Amazing Ideas into the Future: Winka Dubbeldam’s Book List
By Steve Kroeter August 2, 2011Winka Dubbeldam |
Architect Winka Dubbeldam:
Archi-Tectonics (New York)
In an interview* earlier this year, Winka Dubbeldam recalled that her parents enjoyed buying and building new homes—an obsession that resulted in her moving 15 times in the 17 years she lived with them. It isn’t really a surprise, then, that she ended up as an architect with a particular interest in progressive residential work. Her worldwide reputation now also extends to office tower, commercial, hospitality, and interior design work.
At the Academy of Architecture in Rotterdam, the Dutch-born Dubbeldam studied with Paul Meuwisse, who introduced her to the work of philosopher Gilles Deleuze among other contemporary thinkers. Noting that “in general I prefer reading philosophy over architecture books,” among the selections on her list for Designers & Books she includes A Thousand Plateaus by Deleuze and Félix Guattari (1988)—which, she says, “rethinks all and projects amazing ideas into the future.”
For those not familiar with the book, this note from the translator’s foreword suggests both the rewards of the book and also its challenges:
This is a book that speaks of many things, of ticks and quilts and fuzzy subsets and nomadology and political economy.
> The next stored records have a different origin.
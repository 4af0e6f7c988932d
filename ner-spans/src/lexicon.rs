//! # Tagger offline: Gazetteers + WordPiece
//!
//! Um substituto determinístico do modelo de token classification, usado
//! pelos testes e pelo modo offline do visualizador. Produz exatamente o
//! formato que o modelo real produz: fragmentos WordPiece com `##`, rótulos
//! BIO e offsets de byte.
//!
//! ## Como rotula
//!
//! 1. O texto é pré-tokenizado em palavras ([`pre_tokenize`]).
//! 2. Um gazetteer de entidades conhecidas (n-gramas, sem diferenciar
//!    maiúsculas) marca as palavras: a primeira com `B-X`, as seguintes com
//!    `I-X`. O casamento mais longo vence.
//! 3. Cada palavra é dividida em pedaços WordPiece. O pedaço líder recebe a
//!    tag da palavra; as continuações recebem `I-X` (ou `O`), como um modelo
//!    BERT costuma prever.

use crate::error::Result;
use crate::tagger::{EntityCategory, Tag, Tagger};
use crate::token::Token;
use crate::tokenizer::{pre_tokenize, Word, WordPieceTokenizer};

/// Confiança atribuída a palavras fora de qualquer entidade.
const OUTSIDE_CONFIDENCE: f64 = 0.99;

/// Uma correspondência do gazetteer: qual tag a palavra recebeu
#[derive(Debug, Clone, PartialEq)]
pub struct GazetteerMatch {
    pub word_index: usize,
    pub tag: Tag,
    pub confidence: f64,
}

/// Listas de entidades conhecidas por categoria.
#[derive(Debug, Clone, Default)]
pub struct Gazetteer {
    /// (partes em lowercase, categoria)
    entries: Vec<(Vec<String>, EntityCategory)>,
}

impl Gazetteer {
    pub fn new() -> Self {
        Self::default()
    }

    /// Adiciona uma entidade; nomes com várias palavras são casados como n-grama.
    pub fn add(&mut self, category: EntityCategory, name: &str) {
        let parts: Vec<String> = pre_tokenize(name)
            .into_iter()
            .map(|w| w.text.to_lowercase())
            .collect();
        if !parts.is_empty() {
            self.entries.push((parts, category));
        }
    }

    pub fn len(&self) -> usize {
        self.entries.len()
    }

    pub fn is_empty(&self) -> bool {
        self.entries.is_empty()
    }

    /// Aplica o gazetteer à sequência de palavras.
    ///
    /// Retorna um vetor paralelo a `words`; `None` para palavras sem entidade.
    pub fn apply(&self, words: &[Word]) -> Vec<Option<GazetteerMatch>> {
        let lowered: Vec<String> = words.iter().map(|w| w.text.to_lowercase()).collect();
        let mut result: Vec<Option<GazetteerMatch>> = vec![None; words.len()];

        let mut i = 0;
        while i < words.len() {
            let best = self
                .entries
                .iter()
                .filter(|(parts, _)| {
                    i + parts.len() <= words.len()
                        && parts.iter().enumerate().all(|(j, part)| lowered[i + j] == *part)
                })
                .max_by_key(|(parts, _)| parts.len());

            match best {
                Some((parts, cat)) => {
                    for j in 0..parts.len() {
                        result[i + j] = Some(GazetteerMatch {
                            word_index: i + j,
                            tag: if j == 0 { Tag::Begin(*cat) } else { Tag::Inside(*cat) },
                            confidence: category_confidence(*cat),
                        });
                    }
                    i += parts.len();
                }
                None => i += 1,
            }
        }

        result
    }
}

fn category_confidence(cat: EntityCategory) -> f64 {
    match cat {
        EntityCategory::Per => 0.92,
        EntityCategory::Org => 0.93,
        EntityCategory::Loc => 0.90,
        EntityCategory::Misc => 0.88,
    }
}

/// Tagger offline que combina gazetteer e WordPiece.
#[derive(Debug, Clone)]
pub struct LexiconTagger {
    tokenizer: WordPieceTokenizer,
    gazetteer: Gazetteer,
    keep_outside: bool,
}

impl LexiconTagger {
    pub fn new(tokenizer: WordPieceTokenizer, gazetteer: Gazetteer) -> Self {
        Self {
            tokenizer,
            gazetteer,
            keep_outside: true,
        }
    }

    /// Descarta tokens `O` da saída, como o pipeline `ner` faz por padrão.
    pub fn skip_outside(mut self) -> Self {
        self.keep_outside = false;
        self
    }
}

impl Default for LexiconTagger {
    /// Vocabulário e gazetteer de demonstração (inglês, esquema CoNLL-2003).
    fn default() -> Self {
        Self::new(WordPieceTokenizer::new(DEFAULT_VOCAB.iter().copied()), default_gazetteer())
    }
}

impl Tagger for LexiconTagger {
    fn tag(&self, text: &str) -> Result<Vec<Token>> {
        let words = pre_tokenize(text);
        let matches = self.gazetteer.apply(&words);
        let mut tokens = Vec::new();
        // O índice 0 é do [CLS] na sequência do modelo
        let mut index = 1;

        for (word, found) in words.iter().zip(&matches) {
            let (word_tag, confidence) = found
                .as_ref()
                .map(|m| (m.tag, m.confidence))
                .unwrap_or((Tag::Outside, OUTSIDE_CONFIDENCE));

            for (k, piece) in self.tokenizer.split_word(word).into_iter().enumerate() {
                let label = match (k, word_tag.category()) {
                    (0, _) => word_tag,
                    (_, Some(cat)) => Tag::Inside(cat),
                    (_, None) => Tag::Outside,
                };
                if self.keep_outside || label.is_entity() {
                    tokens.push(Token {
                        fragment: piece.text,
                        label,
                        start: piece.start,
                        end: piece.end,
                        score: confidence,
                        index,
                    });
                }
                index += 1;
            }
        }

        Ok(tokens)
    }
}

/// Vocabulário WordPiece de demonstração.
pub const DEFAULT_VOCAB: &[&str] = &[
    // palavras funcionais
    "the", "The", "a", "A", "an", "and", "of", "in", "In", "to", "for", "from", "with", "on", "at",
    "by", "is", "was", "were", "has", "have", "will", "its", "his", "her", "their", "after",
    "before",
    // verbos e substantivos comuns
    "visited", "loves", "met", "said", "signed", "works", "lives", "moved", "announced", "won",
    "played", "capital", "city", "company", "deal", "team", "summit", "president", "minister",
    "office", "final", "new", "New", "week", "year",
    // entidades inteiras
    "Paris", "London", "Berlin", "York", "France", "Germany", "Brazil", "Angela", "Merkel",
    "John", "Smith", "Apple", "Microsoft", "United", "Nations", "European", "Union", "World", "Cup",
    "French", "German", "English", "Olympics",
    // pedaços de palavras raras
    "Wash", "##ington", "Goo", "##gle", "Ams", "##ter", "##dam", "Ze", "##lens", "##ky", "Bun",
    "##des", "##liga", "Vol", "##ody", "##myr", "Ki", "##ev", "##yiv", "Neu", "##rIPS",
    // sufixos frequentes
    "##s", "##ed", "##ing", "##er", "##ly", "##ian",
    // pontuação
    ".", ",", "!", "?", ";", ":", "'", "\"", "(", ")", "-",
];

/// Gazetteer de demonstração.
pub fn default_gazetteer() -> Gazetteer {
    let mut gaz = Gazetteer::new();
    for name in ["Angela Merkel", "John Smith", "Zelensky", "Volodymyr Zelensky"] {
        gaz.add(EntityCategory::Per, name);
    }
    for name in [
        "Google", "Apple", "Microsoft", "United Nations", "European Union", "Bundesliga",
    ] {
        gaz.add(EntityCategory::Org, name);
    }
    for name in [
        "Paris", "London", "Berlin", "New York", "Washington", "Amsterdam", "France", "Germany",
        "Brazil", "Kiev", "Kyiv",
    ] {
        gaz.add(EntityCategory::Loc, name);
    }
    for name in ["World Cup", "Olympics", "French", "German", "English", "NeurIPS"] {
        gaz.add(EntityCategory::Misc, name);
    }
    gaz
}

/// Textos de demonstração para a interface web
pub fn demo_texts() -> Vec<(&'static str, &'static str)> {
    vec![
        (
            "Sub-word",
            "Washington signed a deal with Google in Amsterdam after the Bundesliga final.",
        ),
        (
            "Repeated words",
            "Paris loves Paris, but the Paris office moved to London.",
        ),
        (
            "Multi-word",
            "Angela Merkel met John Smith at the United Nations summit in New York.",
        ),
        (
            "Politics",
            "Volodymyr Zelensky visited Berlin and Paris before the European Union summit in Kyiv.",
        ),
        (
            "Sports",
            "The French team won the World Cup and the German team played in the Olympics.",
        ),
    ]
}

#[cfg(test)]
mod tests {
    use super::*;

    #[test]
    fn test_gazetteer_longest_match_wins() {
        let words = pre_tokenize("Volodymyr Zelensky spoke");
        let matches = default_gazetteer().apply(&words);
        assert_eq!(matches[0].as_ref().unwrap().tag, Tag::Begin(EntityCategory::Per));
        assert_eq!(matches[1].as_ref().unwrap().tag, Tag::Inside(EntityCategory::Per));
        assert!(matches[2].is_none());
    }

    #[test]
    fn test_gazetteer_is_case_insensitive() {
        let mut gaz = Gazetteer::new();
        gaz.add(EntityCategory::Org, "United Nations");
        let matches = gaz.apply(&pre_tokenize("the UNITED nations"));
        assert!(matches[0].is_none());
        assert_eq!(matches[1].as_ref().unwrap().tag, Tag::Begin(EntityCategory::Org));
        assert_eq!(matches[2].as_ref().unwrap().tag, Tag::Inside(EntityCategory::Org));
        assert_eq!(gaz.len(), 1);
    }

    #[test]
    fn test_subword_pieces_carry_continuation_labels() {
        let tokens = LexiconTagger::default().tag("Washington won").unwrap();
        let view: Vec<(&str, String, usize, usize)> = tokens
            .iter()
            .map(|t| (t.fragment.as_str(), t.label.label(), t.start, t.end))
            .collect();
        assert_eq!(
            view,
            vec![
                ("Wash", "B-LOC".to_string(), 0, 4),
                ("##ington", "I-LOC".to_string(), 4, 10),
                ("won", "O".to_string(), 11, 14),
            ]
        );
        assert_eq!(tokens[0].index, 1);
    }

    #[test]
    fn test_skip_outside_drops_background_tokens() {
        let tokens = LexiconTagger::default().skip_outside().tag("Paris loves Paris").unwrap();
        assert_eq!(tokens.len(), 2);
        assert!(tokens.iter().all(|t| t.label.is_entity()));
        assert_eq!(tokens[1].start, 12);
    }

    #[test]
    fn test_output_satisfies_tagger_contract() {
        let tagger = LexiconTagger::default();
        for (_, text) in demo_texts() {
            let tokens = tagger.tag(text).unwrap();
            assert_eq!(crate::token::validate_tokens(text, &tokens), Ok(()));
        }
    }
}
It is difficult to know how to approach it. What do you do with a book that dedicates an entire chapter to music and animal behavior—and then claims that it isn’t a chapter? That presents itself as a network of “plateaus” that are precisely dated, but can be read in any order? That deploys a complex technical vocabulary drawn from a wide range of disciplines in the sciences, mathematics, and the humanities, but whose authors recommend that you read it as you would listen to a record?
Also on Dubbeldam’s list are two books by Kevin Kelly—a founding editor of Wired magazine and longtime commentator on cyberculture. About his best-known book, Out of Control: The New Biology of Machines, Social Systems, and the Economic World (1995), which compares complex intelligence systems to biological organisms, and was a source of inspiration for the 1999 science fiction-action movie The Matrix, Dubbeldam states, "This book is a classic and everyone should read it."
Archi-Tectonics: Winka Dubbledam, 2011 (DAAB) |
Everyone should also read the three books Dubbeldam has written.
Work that looks toward the future is the trademark of her firm, the studio/laboratory Archi-Tectonics, founded in 1994. The newest of her books is a monograph released by DAAB in March of this year with texts in five languages.
Wondering whether it would be about philosophy or architecture or something else entirely, we asked Dubbeldam what she is currently reading. Her answer: Kenzo Tange and the Metabolist Movement: Urban Utopias of Modern Japan, by Zhongjie Lin (Routledge, 2010).